▶ **Problem statement**
Give the records again, every one, exactly.
==== Given information ====
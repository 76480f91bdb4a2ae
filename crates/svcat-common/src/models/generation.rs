//! 代数账本
//!
//! 记录每个受管工作负载上次观察到的 `metadata.generation`。条目只会新增或更新，
//! 不会被删除。

use schemars::JsonSchema;
use serde::{Deserialize, Serialize};

/// 单个受管对象的代数记录
#[derive(Debug, Clone, PartialEq, Eq, Serialize, Deserialize, JsonSchema)]
#[serde(rename_all = "camelCase")]
pub struct GenerationStatus {
    /// API 组，如 `apps`
    pub group: String,
    /// 资源复数名，如 `daemonsets`
    pub resource: String,
    pub namespace: String,
    pub name: String,
    /// 上次观察到的代数
    pub last_generation: i64,
}

/// 对象身份（组、资源、命名空间、名称）
#[derive(Debug, Clone, Copy, PartialEq, Eq)]
pub struct ObjectIdentity<'a> {
    pub group: &'a str,
    pub resource: &'a str,
    pub namespace: &'a str,
    pub name: &'a str,
}

impl GenerationStatus {
    fn matches(&self, id: &ObjectIdentity<'_>) -> bool {
        self.group == id.group
            && self.resource == id.resource
            && self.namespace == id.namespace
            && self.name == id.name
    }
}

/// 查询账本中记录的代数
pub fn expected_generation(ledger: &[GenerationStatus], id: &ObjectIdentity<'_>) -> Option<i64> {
    ledger.iter().find(|g| g.matches(id)).map(|g| g.last_generation)
}

/// 更新或追加一条账本记录
pub fn set_generation(ledger: &mut Vec<GenerationStatus>, id: &ObjectIdentity<'_>, generation: i64) {
    if let Some(existing) = ledger.iter_mut().find(|g| g.matches(id)) {
        existing.last_generation = generation;
        return;
    }

    ledger.push(GenerationStatus {
        group: id.group.to_string(),
        resource: id.resource.to_string(),
        namespace: id.namespace.to_string(),
        name: id.name.to_string(),
        last_generation: generation,
    });
}
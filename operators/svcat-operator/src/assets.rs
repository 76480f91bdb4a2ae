//! 内嵌清单
//!
//! 所有静态资源定义在编译期嵌入二进制，以稳定的类路径字符串标识。
//! 同一个标识既用于应用，也用于判断是否属于触发重新部署的资源。

use serde_json::Value as Json;
use svcat_common::{Error, Result};

/// 工作负载所在命名空间
pub const OPERAND_NAMESPACE: &str = "openshift-svcat-controller-manager";
/// 工作负载 DaemonSet 名称
pub const WORKLOAD_NAME: &str = "controller-manager";
/// 运行配置 ConfigMap 名称
pub const CONFIG_MAP_NAME: &str = "config";
/// 运行配置在 ConfigMap 中的键
pub const CONFIG_KEY: &str = "config.yaml";

pub const CONFIG_MAP_ASSET: &str = "v3.11.0/openshift-svcat-controller-manager/cm.yaml";
pub const DEFAULT_CONFIG_ASSET: &str = "v3.11.0/openshift-svcat-controller-manager/defaultconfig.yaml";
pub const DAEMON_SET_ASSET: &str = "v3.11.0/openshift-svcat-controller-manager/ds.yaml";

macro_rules! asset {
    ($path:literal) => {
        ($path, include_str!(concat!("../manifests/", $path)))
    };
}

static ASSETS: &[(&str, &str)] = &[
    asset!("v3.11.0/openshift-svcat-controller-manager/ns.yaml"),
    asset!("v3.11.0/openshift-svcat-controller-manager/crb-catalog-controller.yaml"),
    asset!("v3.11.0/openshift-svcat-controller-manager/crb-controller-namespace-viewer-binding.yaml"),
    asset!("v3.11.0/openshift-svcat-controller-manager/cr-catalog-controller.yaml"),
    asset!("v3.11.0/openshift-svcat-controller-manager/rolebinding-cluster-info-configmap.yaml"),
    asset!("v3.11.0/openshift-svcat-controller-manager/rolebinding-configmap-accessor.yaml"),
    asset!("v3.11.0/openshift-svcat-controller-manager/role-cluster-info-configmap.yaml"),
    asset!("v3.11.0/openshift-svcat-controller-manager/role-configmap-accessor.yaml"),
    asset!("v3.11.0/openshift-svcat-controller-manager/sa.yaml"),
    asset!("v3.11.0/openshift-svcat-controller-manager/svc.yaml"),
    asset!("v3.11.0/openshift-svcat-controller-manager/servicemonitor-role.yaml"),
    asset!("v3.11.0/openshift-svcat-controller-manager/servicemonitor-rolebinding.yaml"),
    asset!("v3.11.0/openshift-svcat-controller-manager/cm.yaml"),
    asset!("v3.11.0/openshift-svcat-controller-manager/defaultconfig.yaml"),
    asset!("v3.11.0/openshift-svcat-controller-manager/ds.yaml"),
];

/// 每个周期按顺序直接应用的静态资源
pub const STATIC_MANIFESTS: &[&str] = &[
    "v3.11.0/openshift-svcat-controller-manager/ns.yaml",
    "v3.11.0/openshift-svcat-controller-manager/crb-catalog-controller.yaml",
    "v3.11.0/openshift-svcat-controller-manager/crb-controller-namespace-viewer-binding.yaml",
    "v3.11.0/openshift-svcat-controller-manager/cr-catalog-controller.yaml",
    "v3.11.0/openshift-svcat-controller-manager/rolebinding-cluster-info-configmap.yaml",
    "v3.11.0/openshift-svcat-controller-manager/rolebinding-configmap-accessor.yaml",
    "v3.11.0/openshift-svcat-controller-manager/role-cluster-info-configmap.yaml",
    "v3.11.0/openshift-svcat-controller-manager/role-configmap-accessor.yaml",
    "v3.11.0/openshift-svcat-controller-manager/sa.yaml",
    "v3.11.0/openshift-svcat-controller-manager/svc.yaml",
    "v3.11.0/openshift-svcat-controller-manager/servicemonitor-role.yaml",
    "v3.11.0/openshift-svcat-controller-manager/servicemonitor-rolebinding.yaml",
];

/// 发生变化时强制重新部署工作负载的资源
pub const FORCE_REDEPLOY_MANIFESTS: &[&str] = &["v3.11.0/openshift-svcat-controller-manager/sa.yaml"];

/// 一份静态资源定义
#[derive(Debug, Clone, PartialEq, Eq)]
pub struct Manifest {
    /// 稳定的类路径标识
    pub path: String,
    /// YAML 原文
    pub content: String,
}

impl Manifest {
    pub fn new(path: impl Into<String>, content: impl Into<String>) -> Self {
        Self {
            path: path.into(),
            content: content.into(),
        }
    }

    /// 从内嵌资源加载
    pub fn load(path: &str) -> Result<Self> {
        asset(path).map(|content| Self::new(path, content))
    }

    /// 解析为 JSON 文档
    pub fn to_json(&self) -> Result<Json> {
        let val: serde_yaml::Value = serde_yaml::from_str(&self.content)?;
        Ok(serde_json::to_value(val)?)
    }

    /// 资源类型，解析失败时为 `Unknown`
    pub fn kind(&self) -> String {
        self.to_json()
            .ok()
            .and_then(|v| v.get("kind").and_then(|k| k.as_str()).map(str::to_string))
            .unwrap_or_else(|| "Unknown".to_string())
    }
}

/// 按标识读取内嵌资源
pub fn asset(path: &str) -> Result<&'static str> {
    ASSETS
        .iter()
        .find(|(p, _)| *p == path)
        .map(|(_, content)| *content)
        .ok_or_else(|| Error::Apply(format!("asset {} not found", path)))
}

/// 按顺序加载全部静态资源
pub fn static_manifests() -> Result<Vec<Manifest>> {
    STATIC_MANIFESTS.iter().map(|p| Manifest::load(p)).collect()
}

/// 是否属于触发重新部署的资源
pub fn forces_redeploy(path: &str) -> bool {
    FORCE_REDEPLOY_MANIFESTS.contains(&path)
}

/// 读取内嵌 YAML 并反序列化为具体类型
pub fn read_typed<T: serde::de::DeserializeOwned>(path: &str) -> Result<T> {
    Ok(serde_yaml::from_str(asset(path)?)?)
}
====
▶ **The completed task**
repository 76480f91bdb4a2ae
filename crates/svcat-common/src/models/generation.rs
//! 代数账本
//!
//! 记录每个受管工作负载上次观察到的 `metadata.generation`。条目只会新增或更新，
//! 不会被删除。

use schemars::JsonSchema;
use serde::{Deserialize, Serialize};

/// 单个受管对象的代数记录
#[derive(Debug, Clone, PartialEq, Eq, Serialize, Deserialize, JsonSchema)]
#[serde(rename_all = "camelCase")]
pub struct GenerationStatus {
    /// API 组，如 `apps`
    pub group: String,
    /// 资源复数名，如 `daemonsets`
    pub resource: String,
    pub namespace: String,
    pub name: String,
    /// 上次观察到的代数
    pub last_generation: i64,
}

/// 对象身份（组、资源、命名空间、名称）
#[derive(Debug, Clone, Copy, PartialEq, Eq)]
pub struct ObjectIdentity<'a> {
    pub group: &'a str,
    pub resource: &'a str,
    pub namespace: &'a str,
    pub name: &'a str,
}

impl GenerationStatus {
    fn matches(&self, id: &ObjectIdentity<'_>) -> bool {
        self.group == id.group
            && self.resource == id.resource
            && self.namespace == id.namespace
            && self.name == id.name
    }
}

/// 查询账本中记录的代数
pub fn expected_generation(ledger: &[GenerationStatus], id: &ObjectIdentity<'_>) -> Option<i64> {
    ledger.iter().find(|g| g.matches(id)).map(|g| g.last_generation)
}

/// 更新或追加一条账本记录
pub fn set_generation(ledger: &mut Vec<GenerationStatus>, id: &ObjectIdentity<'_>, generation: i64) {
    if let Some(existing) = ledger.iter_mut().find(|g| g.matches(id)) {
        existing.last_generation = generation;
        return;
    }

    ledger.push(GenerationStatus {
        group: id.group.to_string(),
        resource: id.resource.to_string(),
        namespace: id.namespace.to_string(),
        name: id.name.to_string(),
        last_generation: generation,
    });
}
filename operators/svcat-operator/src/assets.rs
repository 76480f91bdb4a2ae
//! 内嵌清单
//!
//! 所有静态资源定义在编译期嵌入二进制，以稳定的类路径字符串标识。
//! 同一个标识既用于应用，也用于判断是否属于触发重新部署的资源。

use serde_json::Value as Json;
use svcat_common::{Error, Result};

/// 工作负载所在命名空间
pub const OPERAND_NAMESPACE: &str = "openshift-svcat-controller-manager";
/// 工作负载 DaemonSet 名称
pub const WORKLOAD_NAME: &str = "controller-manager";
/// 运行配置 ConfigMap 名称
pub const CONFIG_MAP_NAME: &str = "config";
/// 运行配置在 ConfigMap 中的键
pub const CONFIG_KEY: &str = "config.yaml";

pub const CONFIG_MAP_ASSET: &str = "v3.11.0/openshift-svcat-controller-manager/cm.yaml";
pub const DEFAULT_CONFIG_ASSET: &str = "v3.11.0/openshift-svcat-controller-manager/defaultconfig.yaml";
pub const DAEMON_SET_ASSET: &str = "v3.11.0/openshift-svcat-controller-manager/ds.yaml";

macro_rules! asset {
    ($path:literal) => {
        ($path, include_str!(concat!("../manifests/", $path)))
    };
}

static ASSETS: &[(&str, &str)] = &[
    asset!("v3.11.0/openshift-svcat-controller-manager/ns.yaml"),
    asset!("v3.11.0/openshift-svcat-controller-manager/crb-catalog-controller.yaml"),
    asset!("v3.11.0/openshift-svcat-controller-manager/crb-controller-namespace-viewer-binding.yaml"),
    asset!("v3.11.0/openshift-svcat-controller-manager/cr-catalog-controller.yaml"),
    asset!("v3.11.0/openshift-svcat-controller-manager/rolebinding-cluster-info-configmap.yaml"),
    asset!("v3.11.0/openshift-svcat-controller-manager/rolebinding-configmap-accessor.yaml"),
    asset!("v3.11.0/openshift-svcat-controller-manager/role-cluster-info-configmap.yaml"),
    asset!("v3.11.0/openshift-svcat-controller-manager/role-configmap-accessor.yaml"),
    asset!("v3.11.0/openshift-svcat-controller-manager/sa.yaml"),
    asset!("v3.11.0/openshift-svcat-controller-manager/svc.yaml"),
    asset!("v3.11.0/openshift-svcat-controller-manager/servicemonitor-role.yaml"),
    asset!("v3.11.0/openshift-svcat-controller-manager/servicemonitor-rolebinding.yaml"),
    asset!("v3.11.0/openshift-svcat-controller-manager/cm.yaml"),
    asset!("v3.11.0/openshift-svcat-controller-manager/defaultconfig.yaml"),
    asset!("v3.11.0/openshift-svcat-controller-manager/ds.yaml"),
];

/// 每个周期按顺序直接应用的静态资源
pub const STATIC_MANIFESTS: &[&str] = &[
    "v3.11.0/openshift-svcat-controller-manager/ns.yaml",
    "v3.11.0/openshift-svcat-controller-manager/crb-catalog-controller.yaml",
    "v3.11.0/openshift-svcat-controller-manager/crb-controller-namespace-viewer-binding.yaml",
    "v3.11.0/openshift-svcat-controller-manager/cr-catalog-controller.yaml",
    "v3.11.0/openshift-svcat-controller-manager/rolebinding-cluster-info-configmap.yaml",
    "v3.11.0/openshift-svcat-controller-manager/rolebinding-configmap-accessor.yaml",
    "v3.11.0/openshift-svcat-controller-manager/role-cluster-info-configmap.yaml",
    "v3.11.0/openshift-svcat-controller-manager/role-configmap-accessor.yaml",
    "v3.11.0/openshift-svcat-controller-manager/sa.yaml",
    "v3.11.0/openshift-svcat-controller-manager/svc.yaml",
    "v3.11.0/openshift-svcat-controller-manager/servicemonitor-role.yaml",
    "v3.11.0/openshift-svcat-controller-manager/servicemonitor-rolebinding.yaml",
];

/// 发生变化时强制重新部署工作负载的资源
pub const FORCE_REDEPLOY_MANIFESTS: &[&str] = &["v3.11.0/openshift-svcat-controller-manager/sa.yaml"];

/// 一份静态资源定义
#[derive(Debug, Clone, PartialEq, Eq)]
pub struct Manifest {
    /// 稳定的类路径标识
    pub path: String,
    /// YAML 原文
    pub content: String,
}

impl Manifest {
    pub fn new(path: impl Into<String>, content: impl Into<String>) -> Self {
        Self {
            path: path.into(),
            content: content.into(),
        }
    }

    /// 从内嵌资源加载
    pub fn load(path: &str) -> Result<Self> {
        asset(path).map(|content| Self::new(path, content))
    }

    /// 解析为 JSON 文档
    pub fn to_json(&self) -> Result<Json> {
        let val: serde_yaml::Value = serde_yaml::from_str(&self.content)?;
        Ok(serde_json::to_value(val)?)
    }

    /// 资源类型，解析失败时为 `Unknown`
    pub fn kind(&self) -> String {
        self.to_json()
            .ok()
            .and_then(|v| v.get("kind").and_then(|k| k.as_str()).map(str::to_string))
            .unwrap_or_else(|| "Unknown".to_string())
    }
}

/// 按标识读取内嵌资源
pub fn asset(path: &str) -> Result<&'static str> {
    ASSETS
        .iter()
        .find(|(p, _)| *p == path)
        .map(|(_, content)| *content)
        .ok_or_else(|| Error::Apply(format!("asset {} not found", path)))
}

/// 按顺序加载全部静态资源
pub fn static_manifests() -> Result<Vec<Manifest>> {
    STATIC_MANIFESTS.iter().map(|p| Manifest::load(p)).collect()
}

/// 是否属于触发重新部署的资源
pub fn forces_redeploy(path: &str) -> bool {
    FORCE_REDEPLOY_MANIFESTS.contains(&path)
}

/// 读取内嵌 YAML 并反序列化为具体类型
pub fn read_typed<T: serde::de::DeserializeOwned>(path: &str) -> Result<T> {
    Ok(serde_yaml::from_str(asset(path)?)?)
}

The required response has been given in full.